What you will do
Within the data below, copy each line where the string "walk" is found.

Saved entries
☆ ☆ ☆

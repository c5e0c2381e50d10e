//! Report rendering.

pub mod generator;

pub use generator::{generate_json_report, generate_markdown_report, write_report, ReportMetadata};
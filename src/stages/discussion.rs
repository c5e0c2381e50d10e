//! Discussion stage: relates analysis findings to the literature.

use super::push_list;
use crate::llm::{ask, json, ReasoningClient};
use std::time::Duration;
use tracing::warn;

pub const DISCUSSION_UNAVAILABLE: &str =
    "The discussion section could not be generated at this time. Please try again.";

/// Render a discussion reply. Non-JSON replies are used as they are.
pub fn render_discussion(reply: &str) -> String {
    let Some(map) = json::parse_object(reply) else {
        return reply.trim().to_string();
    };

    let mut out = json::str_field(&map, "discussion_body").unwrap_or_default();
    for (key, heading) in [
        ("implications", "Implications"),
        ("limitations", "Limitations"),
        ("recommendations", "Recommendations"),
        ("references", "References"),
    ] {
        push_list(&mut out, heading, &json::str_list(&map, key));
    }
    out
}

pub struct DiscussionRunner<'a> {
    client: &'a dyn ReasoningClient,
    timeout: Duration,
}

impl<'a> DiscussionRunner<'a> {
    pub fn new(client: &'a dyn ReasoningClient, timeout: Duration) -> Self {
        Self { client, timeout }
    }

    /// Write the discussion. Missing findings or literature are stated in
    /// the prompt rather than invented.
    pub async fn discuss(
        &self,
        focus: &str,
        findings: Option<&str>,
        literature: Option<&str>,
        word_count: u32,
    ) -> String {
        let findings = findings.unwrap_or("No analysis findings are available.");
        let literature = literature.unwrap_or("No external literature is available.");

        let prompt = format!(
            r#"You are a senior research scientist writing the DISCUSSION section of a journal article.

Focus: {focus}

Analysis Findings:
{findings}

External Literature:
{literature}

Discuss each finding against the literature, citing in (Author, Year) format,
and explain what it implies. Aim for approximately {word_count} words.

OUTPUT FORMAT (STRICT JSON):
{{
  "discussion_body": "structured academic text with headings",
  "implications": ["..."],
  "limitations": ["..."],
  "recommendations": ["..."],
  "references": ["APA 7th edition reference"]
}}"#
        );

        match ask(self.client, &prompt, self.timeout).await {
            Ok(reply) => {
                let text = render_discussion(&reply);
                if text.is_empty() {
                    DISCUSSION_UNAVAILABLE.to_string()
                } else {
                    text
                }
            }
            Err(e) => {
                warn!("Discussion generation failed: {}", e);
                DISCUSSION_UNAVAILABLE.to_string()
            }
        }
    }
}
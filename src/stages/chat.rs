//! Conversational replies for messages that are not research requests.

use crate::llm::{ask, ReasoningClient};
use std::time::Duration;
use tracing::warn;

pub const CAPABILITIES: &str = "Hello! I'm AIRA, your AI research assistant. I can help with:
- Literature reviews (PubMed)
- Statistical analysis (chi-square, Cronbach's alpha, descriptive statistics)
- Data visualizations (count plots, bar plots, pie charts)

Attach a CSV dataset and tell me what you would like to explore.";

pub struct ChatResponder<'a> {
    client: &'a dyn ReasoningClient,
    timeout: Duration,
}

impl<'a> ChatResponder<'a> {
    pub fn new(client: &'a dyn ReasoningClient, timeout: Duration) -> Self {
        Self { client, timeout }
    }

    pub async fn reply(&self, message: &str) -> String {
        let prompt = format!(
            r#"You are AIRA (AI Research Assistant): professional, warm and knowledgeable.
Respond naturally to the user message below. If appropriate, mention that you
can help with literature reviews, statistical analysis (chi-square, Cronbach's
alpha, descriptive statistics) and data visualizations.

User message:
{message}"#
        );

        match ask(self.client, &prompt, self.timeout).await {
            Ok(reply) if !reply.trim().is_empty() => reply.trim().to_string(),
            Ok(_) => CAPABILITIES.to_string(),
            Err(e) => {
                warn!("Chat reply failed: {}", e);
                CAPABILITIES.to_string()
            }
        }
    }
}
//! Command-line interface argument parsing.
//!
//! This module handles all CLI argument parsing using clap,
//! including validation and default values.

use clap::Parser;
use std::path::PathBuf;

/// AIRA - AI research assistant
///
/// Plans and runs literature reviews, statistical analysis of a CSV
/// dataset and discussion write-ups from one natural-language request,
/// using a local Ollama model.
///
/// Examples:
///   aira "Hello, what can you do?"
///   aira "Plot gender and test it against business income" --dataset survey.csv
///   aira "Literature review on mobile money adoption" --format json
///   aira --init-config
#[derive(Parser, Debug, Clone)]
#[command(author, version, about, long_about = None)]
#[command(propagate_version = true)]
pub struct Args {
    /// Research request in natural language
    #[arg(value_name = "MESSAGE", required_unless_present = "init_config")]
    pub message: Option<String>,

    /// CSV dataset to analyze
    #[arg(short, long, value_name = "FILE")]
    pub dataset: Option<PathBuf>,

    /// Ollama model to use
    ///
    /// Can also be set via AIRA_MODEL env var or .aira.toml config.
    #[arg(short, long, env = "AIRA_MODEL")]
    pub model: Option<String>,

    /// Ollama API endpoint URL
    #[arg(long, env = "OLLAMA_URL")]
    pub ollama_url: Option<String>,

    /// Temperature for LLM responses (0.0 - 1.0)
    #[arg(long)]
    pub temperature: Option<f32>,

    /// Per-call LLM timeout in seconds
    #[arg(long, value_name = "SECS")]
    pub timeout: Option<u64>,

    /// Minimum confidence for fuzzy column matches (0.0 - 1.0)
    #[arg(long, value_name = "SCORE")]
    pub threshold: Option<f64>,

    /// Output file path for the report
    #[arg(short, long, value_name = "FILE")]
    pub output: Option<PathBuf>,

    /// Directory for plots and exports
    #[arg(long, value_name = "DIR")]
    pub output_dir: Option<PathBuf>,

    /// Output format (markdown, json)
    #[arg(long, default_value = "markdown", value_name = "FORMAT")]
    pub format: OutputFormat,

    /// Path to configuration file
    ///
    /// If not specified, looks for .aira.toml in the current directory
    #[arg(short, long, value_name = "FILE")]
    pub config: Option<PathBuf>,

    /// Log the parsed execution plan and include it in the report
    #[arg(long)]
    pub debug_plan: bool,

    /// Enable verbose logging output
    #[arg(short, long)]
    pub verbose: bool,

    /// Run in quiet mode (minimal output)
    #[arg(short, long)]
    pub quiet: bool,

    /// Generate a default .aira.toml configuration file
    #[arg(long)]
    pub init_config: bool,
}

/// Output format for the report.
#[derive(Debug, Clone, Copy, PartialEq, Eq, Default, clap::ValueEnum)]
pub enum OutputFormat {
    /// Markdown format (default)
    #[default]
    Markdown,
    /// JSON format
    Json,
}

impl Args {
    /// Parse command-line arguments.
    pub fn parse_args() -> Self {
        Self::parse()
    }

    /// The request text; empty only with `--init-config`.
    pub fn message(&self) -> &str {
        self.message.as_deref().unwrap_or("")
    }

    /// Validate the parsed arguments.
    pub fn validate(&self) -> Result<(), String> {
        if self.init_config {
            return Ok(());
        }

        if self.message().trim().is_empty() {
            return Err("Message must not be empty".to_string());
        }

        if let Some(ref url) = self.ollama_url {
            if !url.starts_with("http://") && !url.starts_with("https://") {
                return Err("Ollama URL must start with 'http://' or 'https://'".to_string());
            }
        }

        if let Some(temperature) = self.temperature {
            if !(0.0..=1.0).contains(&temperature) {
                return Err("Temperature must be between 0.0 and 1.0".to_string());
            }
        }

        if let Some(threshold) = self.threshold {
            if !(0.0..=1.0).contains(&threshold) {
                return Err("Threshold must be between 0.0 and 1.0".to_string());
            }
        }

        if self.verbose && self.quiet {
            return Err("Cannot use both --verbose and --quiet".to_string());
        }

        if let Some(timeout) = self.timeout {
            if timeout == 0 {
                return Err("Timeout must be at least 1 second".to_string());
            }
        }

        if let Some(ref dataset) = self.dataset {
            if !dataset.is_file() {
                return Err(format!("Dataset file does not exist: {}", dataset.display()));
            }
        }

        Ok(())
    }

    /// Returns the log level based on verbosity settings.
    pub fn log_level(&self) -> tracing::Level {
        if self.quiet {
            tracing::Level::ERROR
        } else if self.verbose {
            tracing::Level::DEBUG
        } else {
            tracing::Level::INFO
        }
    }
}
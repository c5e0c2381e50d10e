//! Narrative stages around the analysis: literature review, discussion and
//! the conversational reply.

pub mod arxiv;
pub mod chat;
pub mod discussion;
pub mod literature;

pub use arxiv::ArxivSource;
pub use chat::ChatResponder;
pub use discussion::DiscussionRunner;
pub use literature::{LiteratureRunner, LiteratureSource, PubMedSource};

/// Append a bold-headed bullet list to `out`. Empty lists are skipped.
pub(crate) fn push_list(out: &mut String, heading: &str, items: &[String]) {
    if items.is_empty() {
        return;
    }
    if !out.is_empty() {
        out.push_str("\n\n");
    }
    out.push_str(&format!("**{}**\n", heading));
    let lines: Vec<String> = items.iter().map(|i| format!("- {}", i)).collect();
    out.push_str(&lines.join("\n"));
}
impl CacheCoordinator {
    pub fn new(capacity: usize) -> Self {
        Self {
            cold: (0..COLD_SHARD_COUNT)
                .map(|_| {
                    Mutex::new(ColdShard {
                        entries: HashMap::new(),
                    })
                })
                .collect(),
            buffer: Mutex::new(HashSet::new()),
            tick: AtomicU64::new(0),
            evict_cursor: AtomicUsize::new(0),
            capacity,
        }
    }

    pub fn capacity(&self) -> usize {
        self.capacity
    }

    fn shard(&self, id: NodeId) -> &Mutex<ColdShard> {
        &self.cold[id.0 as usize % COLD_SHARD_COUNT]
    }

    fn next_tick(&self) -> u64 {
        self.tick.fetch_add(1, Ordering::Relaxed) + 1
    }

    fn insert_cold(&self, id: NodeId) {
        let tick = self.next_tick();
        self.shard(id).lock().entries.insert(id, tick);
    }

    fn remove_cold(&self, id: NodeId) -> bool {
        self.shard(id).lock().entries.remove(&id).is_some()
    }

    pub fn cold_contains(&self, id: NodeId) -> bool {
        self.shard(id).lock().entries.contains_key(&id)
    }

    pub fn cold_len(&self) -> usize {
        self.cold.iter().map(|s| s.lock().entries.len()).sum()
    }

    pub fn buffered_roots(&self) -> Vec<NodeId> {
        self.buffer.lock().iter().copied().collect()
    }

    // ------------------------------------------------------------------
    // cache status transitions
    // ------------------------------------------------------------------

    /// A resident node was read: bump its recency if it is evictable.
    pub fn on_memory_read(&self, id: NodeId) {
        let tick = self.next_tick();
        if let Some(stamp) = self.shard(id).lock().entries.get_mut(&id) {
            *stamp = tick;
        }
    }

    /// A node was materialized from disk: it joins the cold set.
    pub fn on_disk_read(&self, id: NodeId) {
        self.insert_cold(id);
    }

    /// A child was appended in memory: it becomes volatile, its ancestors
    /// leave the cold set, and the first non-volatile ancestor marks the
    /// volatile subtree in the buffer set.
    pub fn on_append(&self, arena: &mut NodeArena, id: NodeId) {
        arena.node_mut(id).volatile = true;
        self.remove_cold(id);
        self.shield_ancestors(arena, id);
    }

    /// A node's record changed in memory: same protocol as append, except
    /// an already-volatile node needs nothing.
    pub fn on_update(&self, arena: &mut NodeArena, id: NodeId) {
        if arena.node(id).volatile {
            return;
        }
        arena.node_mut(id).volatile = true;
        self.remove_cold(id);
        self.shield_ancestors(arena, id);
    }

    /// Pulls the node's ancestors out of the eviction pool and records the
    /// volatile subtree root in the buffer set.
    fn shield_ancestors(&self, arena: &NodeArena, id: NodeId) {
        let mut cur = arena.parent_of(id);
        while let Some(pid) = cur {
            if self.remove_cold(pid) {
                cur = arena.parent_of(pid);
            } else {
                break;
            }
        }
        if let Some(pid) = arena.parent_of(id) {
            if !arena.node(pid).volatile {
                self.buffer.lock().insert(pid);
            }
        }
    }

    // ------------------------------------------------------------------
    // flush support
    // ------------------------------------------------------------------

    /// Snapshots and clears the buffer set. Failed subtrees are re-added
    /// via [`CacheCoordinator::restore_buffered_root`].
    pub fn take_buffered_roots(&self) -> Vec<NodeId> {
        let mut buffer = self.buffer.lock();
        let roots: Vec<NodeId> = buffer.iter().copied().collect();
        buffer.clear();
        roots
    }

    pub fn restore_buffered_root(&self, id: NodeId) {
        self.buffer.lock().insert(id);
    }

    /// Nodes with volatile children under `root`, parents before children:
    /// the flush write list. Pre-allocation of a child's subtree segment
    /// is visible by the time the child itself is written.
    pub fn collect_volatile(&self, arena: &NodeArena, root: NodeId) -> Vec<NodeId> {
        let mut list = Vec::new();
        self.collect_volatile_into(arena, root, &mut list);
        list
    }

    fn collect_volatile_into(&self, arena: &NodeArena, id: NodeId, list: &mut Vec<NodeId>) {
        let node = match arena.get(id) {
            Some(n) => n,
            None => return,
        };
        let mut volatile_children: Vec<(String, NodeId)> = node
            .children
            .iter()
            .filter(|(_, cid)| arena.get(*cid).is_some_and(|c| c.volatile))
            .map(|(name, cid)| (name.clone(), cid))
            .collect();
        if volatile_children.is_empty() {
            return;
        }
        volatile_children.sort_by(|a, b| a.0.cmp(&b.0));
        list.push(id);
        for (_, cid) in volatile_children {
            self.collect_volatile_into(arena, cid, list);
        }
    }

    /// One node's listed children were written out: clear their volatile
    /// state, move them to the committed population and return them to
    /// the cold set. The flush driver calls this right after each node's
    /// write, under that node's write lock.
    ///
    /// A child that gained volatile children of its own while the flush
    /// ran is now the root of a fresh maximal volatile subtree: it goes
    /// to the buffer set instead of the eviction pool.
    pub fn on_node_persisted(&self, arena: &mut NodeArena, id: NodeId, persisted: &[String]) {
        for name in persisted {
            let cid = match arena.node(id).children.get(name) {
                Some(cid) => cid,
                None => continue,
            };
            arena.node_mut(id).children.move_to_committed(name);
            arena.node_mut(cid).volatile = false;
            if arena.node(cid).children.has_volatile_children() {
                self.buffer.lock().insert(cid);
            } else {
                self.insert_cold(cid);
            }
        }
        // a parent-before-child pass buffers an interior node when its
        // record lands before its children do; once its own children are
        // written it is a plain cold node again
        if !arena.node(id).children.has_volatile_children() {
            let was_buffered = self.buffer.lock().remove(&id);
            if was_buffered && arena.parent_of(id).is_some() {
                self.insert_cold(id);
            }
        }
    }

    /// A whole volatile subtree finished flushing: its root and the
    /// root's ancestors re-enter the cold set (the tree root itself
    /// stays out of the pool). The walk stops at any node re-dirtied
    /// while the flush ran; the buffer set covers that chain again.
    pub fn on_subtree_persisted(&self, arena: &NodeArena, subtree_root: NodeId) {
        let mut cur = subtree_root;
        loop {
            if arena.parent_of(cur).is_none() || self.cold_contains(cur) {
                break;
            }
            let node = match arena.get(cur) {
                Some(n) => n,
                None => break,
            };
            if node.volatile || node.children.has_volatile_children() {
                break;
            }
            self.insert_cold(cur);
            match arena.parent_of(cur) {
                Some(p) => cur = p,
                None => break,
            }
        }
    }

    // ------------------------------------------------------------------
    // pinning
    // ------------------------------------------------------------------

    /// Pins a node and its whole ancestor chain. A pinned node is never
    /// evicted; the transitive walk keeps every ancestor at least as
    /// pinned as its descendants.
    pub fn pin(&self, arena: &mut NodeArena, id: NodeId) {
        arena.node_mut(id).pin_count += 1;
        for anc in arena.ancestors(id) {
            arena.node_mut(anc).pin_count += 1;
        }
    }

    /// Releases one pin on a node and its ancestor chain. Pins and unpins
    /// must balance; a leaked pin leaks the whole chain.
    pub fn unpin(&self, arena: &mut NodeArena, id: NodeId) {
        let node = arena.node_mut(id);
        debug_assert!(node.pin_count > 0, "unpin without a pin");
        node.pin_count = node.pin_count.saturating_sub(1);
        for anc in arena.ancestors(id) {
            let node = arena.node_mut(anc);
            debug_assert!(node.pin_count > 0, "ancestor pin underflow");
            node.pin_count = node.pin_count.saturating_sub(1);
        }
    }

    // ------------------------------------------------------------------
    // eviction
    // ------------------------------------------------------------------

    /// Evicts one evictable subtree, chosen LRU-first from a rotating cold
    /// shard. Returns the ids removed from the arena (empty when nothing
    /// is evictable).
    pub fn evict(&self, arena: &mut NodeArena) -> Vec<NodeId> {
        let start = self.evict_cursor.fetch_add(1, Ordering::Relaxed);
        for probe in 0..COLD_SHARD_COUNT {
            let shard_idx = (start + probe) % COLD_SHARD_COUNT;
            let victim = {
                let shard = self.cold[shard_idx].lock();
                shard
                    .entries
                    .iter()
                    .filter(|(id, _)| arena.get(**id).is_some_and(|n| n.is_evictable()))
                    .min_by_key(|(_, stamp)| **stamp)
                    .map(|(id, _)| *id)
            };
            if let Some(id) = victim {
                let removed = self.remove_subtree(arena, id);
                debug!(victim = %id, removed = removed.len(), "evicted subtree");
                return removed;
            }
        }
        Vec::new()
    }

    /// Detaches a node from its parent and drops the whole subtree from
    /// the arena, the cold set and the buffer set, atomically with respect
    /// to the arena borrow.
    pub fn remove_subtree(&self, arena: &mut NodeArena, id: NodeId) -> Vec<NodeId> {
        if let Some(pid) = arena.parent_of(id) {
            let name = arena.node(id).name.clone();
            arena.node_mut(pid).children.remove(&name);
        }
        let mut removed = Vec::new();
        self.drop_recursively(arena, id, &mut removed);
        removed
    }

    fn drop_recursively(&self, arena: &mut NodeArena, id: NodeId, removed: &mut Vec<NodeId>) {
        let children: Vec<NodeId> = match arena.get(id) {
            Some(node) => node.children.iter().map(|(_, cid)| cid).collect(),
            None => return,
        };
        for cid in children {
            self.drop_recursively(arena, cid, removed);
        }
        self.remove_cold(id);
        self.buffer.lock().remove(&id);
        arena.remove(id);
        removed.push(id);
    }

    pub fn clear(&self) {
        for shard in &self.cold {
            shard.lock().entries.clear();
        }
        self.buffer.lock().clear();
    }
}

☆ ☆ ☆

Response
    /// stays out of the pool). The walk stops at any node re-dirtied
    /// evicted; the transitive walk keeps every ancestor at least as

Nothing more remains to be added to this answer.